REQUIRED ACTION: Pull every line containing "recipient" from the listing.

PROVIDED INFORMATION:
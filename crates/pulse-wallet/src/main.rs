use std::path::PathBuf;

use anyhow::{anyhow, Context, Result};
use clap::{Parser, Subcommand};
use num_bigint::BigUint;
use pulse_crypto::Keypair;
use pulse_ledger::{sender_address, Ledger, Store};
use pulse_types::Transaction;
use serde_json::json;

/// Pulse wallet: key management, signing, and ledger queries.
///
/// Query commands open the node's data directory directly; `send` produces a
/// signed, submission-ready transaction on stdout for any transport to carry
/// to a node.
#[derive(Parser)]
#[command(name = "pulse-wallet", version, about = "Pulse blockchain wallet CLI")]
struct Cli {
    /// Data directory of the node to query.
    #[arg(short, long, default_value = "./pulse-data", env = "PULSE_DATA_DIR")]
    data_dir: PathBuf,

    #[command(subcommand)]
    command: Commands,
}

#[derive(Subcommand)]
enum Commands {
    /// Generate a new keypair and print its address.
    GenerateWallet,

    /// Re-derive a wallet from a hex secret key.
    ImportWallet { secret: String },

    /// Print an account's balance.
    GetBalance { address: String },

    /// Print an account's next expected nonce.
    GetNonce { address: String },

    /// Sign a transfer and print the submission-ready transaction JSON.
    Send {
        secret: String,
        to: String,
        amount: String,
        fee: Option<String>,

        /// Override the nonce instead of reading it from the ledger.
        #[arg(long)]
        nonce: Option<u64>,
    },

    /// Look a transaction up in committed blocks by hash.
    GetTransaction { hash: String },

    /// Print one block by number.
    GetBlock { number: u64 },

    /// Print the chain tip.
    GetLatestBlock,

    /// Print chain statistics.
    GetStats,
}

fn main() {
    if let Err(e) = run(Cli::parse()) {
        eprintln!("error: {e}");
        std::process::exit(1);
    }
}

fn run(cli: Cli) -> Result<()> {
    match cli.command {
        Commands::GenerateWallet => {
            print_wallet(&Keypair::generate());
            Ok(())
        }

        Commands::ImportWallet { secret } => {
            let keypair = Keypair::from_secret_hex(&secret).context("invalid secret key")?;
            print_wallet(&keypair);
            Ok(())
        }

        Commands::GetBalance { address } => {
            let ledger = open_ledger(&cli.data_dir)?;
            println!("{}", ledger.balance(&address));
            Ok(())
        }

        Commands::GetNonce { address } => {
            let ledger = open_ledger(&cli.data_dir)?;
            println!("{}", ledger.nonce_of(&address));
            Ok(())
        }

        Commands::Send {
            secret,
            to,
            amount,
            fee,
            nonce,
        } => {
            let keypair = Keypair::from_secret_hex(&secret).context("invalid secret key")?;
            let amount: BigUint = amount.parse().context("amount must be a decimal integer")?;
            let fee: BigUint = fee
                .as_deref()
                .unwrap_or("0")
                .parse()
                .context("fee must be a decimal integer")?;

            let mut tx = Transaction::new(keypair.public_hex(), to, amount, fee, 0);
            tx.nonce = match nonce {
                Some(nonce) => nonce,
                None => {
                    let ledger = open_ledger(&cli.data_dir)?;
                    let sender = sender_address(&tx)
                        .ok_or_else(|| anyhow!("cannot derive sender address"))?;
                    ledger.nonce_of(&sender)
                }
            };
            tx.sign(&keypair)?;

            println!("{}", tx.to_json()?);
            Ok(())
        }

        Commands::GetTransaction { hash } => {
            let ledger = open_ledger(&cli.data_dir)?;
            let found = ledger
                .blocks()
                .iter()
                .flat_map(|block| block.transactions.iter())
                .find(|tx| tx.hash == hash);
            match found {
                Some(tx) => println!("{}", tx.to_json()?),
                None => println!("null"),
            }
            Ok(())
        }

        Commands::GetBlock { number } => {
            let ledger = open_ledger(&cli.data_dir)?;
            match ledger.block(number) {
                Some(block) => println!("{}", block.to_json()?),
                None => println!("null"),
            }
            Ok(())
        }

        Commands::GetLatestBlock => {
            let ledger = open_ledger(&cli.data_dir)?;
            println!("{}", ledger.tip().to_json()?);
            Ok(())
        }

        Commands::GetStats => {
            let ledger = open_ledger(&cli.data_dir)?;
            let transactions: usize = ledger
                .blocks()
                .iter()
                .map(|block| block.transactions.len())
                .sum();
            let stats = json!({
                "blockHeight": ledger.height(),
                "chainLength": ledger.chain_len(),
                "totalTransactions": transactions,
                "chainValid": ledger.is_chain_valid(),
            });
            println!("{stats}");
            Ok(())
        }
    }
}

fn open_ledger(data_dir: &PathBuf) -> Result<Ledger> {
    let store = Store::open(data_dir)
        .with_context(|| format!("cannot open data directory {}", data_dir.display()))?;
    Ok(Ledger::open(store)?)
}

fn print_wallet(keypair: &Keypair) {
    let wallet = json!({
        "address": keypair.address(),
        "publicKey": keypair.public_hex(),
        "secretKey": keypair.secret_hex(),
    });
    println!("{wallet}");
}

==

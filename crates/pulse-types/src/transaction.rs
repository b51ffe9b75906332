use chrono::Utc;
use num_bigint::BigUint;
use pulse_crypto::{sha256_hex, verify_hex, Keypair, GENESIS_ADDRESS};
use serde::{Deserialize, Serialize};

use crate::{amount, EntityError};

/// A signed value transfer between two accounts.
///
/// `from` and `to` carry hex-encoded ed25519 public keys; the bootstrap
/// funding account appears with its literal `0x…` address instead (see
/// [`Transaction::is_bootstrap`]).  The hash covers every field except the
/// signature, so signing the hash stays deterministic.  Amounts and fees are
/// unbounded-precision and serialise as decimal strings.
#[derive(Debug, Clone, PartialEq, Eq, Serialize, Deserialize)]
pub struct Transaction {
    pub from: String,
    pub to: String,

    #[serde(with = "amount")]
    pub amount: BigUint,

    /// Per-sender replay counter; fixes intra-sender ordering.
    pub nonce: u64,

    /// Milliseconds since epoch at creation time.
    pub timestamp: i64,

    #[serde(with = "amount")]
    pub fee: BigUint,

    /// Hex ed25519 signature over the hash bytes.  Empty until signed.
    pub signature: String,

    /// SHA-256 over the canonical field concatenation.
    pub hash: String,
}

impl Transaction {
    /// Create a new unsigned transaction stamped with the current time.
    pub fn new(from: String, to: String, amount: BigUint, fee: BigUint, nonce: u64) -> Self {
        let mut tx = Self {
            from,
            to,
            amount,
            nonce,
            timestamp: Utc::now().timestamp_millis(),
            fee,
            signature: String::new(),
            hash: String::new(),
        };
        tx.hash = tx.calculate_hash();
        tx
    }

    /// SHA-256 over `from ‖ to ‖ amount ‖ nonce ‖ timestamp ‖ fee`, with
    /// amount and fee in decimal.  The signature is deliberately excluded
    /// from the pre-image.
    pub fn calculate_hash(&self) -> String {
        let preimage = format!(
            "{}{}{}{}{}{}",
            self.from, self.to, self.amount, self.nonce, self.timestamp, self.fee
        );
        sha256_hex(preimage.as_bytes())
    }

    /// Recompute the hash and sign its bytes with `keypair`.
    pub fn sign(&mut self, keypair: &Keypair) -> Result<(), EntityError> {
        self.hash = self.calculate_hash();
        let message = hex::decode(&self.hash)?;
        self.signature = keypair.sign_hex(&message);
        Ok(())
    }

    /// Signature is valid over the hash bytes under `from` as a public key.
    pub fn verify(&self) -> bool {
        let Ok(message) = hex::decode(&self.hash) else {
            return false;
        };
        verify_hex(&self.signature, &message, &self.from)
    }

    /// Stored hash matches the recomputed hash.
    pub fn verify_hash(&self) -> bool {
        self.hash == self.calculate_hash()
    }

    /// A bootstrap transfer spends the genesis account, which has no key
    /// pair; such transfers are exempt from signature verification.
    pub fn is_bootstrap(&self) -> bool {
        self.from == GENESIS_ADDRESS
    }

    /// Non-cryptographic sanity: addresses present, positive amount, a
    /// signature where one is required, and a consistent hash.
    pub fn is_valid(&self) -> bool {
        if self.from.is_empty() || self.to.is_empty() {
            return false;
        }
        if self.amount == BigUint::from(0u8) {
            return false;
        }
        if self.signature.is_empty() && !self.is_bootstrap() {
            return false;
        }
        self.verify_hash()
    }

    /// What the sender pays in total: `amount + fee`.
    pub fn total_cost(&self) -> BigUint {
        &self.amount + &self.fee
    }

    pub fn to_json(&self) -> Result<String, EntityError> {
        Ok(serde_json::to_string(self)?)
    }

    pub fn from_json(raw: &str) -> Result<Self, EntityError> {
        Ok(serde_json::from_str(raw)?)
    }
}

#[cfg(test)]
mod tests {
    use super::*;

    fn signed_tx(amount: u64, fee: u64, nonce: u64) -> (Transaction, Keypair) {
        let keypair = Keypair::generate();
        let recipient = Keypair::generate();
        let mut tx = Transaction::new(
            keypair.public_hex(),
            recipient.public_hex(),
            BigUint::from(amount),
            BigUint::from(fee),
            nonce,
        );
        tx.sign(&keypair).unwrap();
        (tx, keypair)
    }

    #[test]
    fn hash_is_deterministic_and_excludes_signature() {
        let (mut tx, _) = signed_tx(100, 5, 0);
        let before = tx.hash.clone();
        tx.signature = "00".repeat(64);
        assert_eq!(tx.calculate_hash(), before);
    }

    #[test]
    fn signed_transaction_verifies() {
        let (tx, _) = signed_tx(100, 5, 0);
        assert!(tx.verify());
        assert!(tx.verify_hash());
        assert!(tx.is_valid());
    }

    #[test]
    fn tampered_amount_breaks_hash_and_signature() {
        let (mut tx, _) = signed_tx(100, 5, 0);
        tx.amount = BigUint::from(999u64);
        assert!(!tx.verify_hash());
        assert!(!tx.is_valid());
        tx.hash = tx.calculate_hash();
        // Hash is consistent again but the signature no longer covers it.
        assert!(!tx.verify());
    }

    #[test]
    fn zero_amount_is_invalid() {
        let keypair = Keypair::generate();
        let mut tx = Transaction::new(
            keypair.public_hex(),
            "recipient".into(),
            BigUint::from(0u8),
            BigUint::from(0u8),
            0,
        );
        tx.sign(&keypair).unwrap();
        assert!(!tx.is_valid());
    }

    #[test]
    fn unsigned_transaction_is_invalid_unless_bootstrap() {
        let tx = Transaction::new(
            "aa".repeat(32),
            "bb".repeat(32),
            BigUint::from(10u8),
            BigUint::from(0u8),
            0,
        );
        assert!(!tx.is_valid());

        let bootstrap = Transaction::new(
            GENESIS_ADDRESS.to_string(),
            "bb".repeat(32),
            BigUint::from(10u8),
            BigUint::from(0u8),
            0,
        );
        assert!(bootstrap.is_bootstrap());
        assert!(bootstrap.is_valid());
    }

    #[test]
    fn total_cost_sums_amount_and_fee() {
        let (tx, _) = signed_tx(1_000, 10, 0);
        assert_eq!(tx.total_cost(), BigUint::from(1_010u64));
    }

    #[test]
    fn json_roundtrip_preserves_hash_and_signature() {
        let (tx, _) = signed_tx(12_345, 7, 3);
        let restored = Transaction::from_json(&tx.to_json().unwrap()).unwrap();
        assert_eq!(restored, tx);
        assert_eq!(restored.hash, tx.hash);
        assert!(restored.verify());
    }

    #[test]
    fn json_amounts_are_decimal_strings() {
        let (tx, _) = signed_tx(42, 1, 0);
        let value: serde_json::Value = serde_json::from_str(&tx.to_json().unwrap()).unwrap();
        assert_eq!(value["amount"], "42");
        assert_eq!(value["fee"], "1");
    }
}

RESPONSE BOX:
        let recipient = Keypair::generate();
            recipient.public_hex(),
            "recipient".into(),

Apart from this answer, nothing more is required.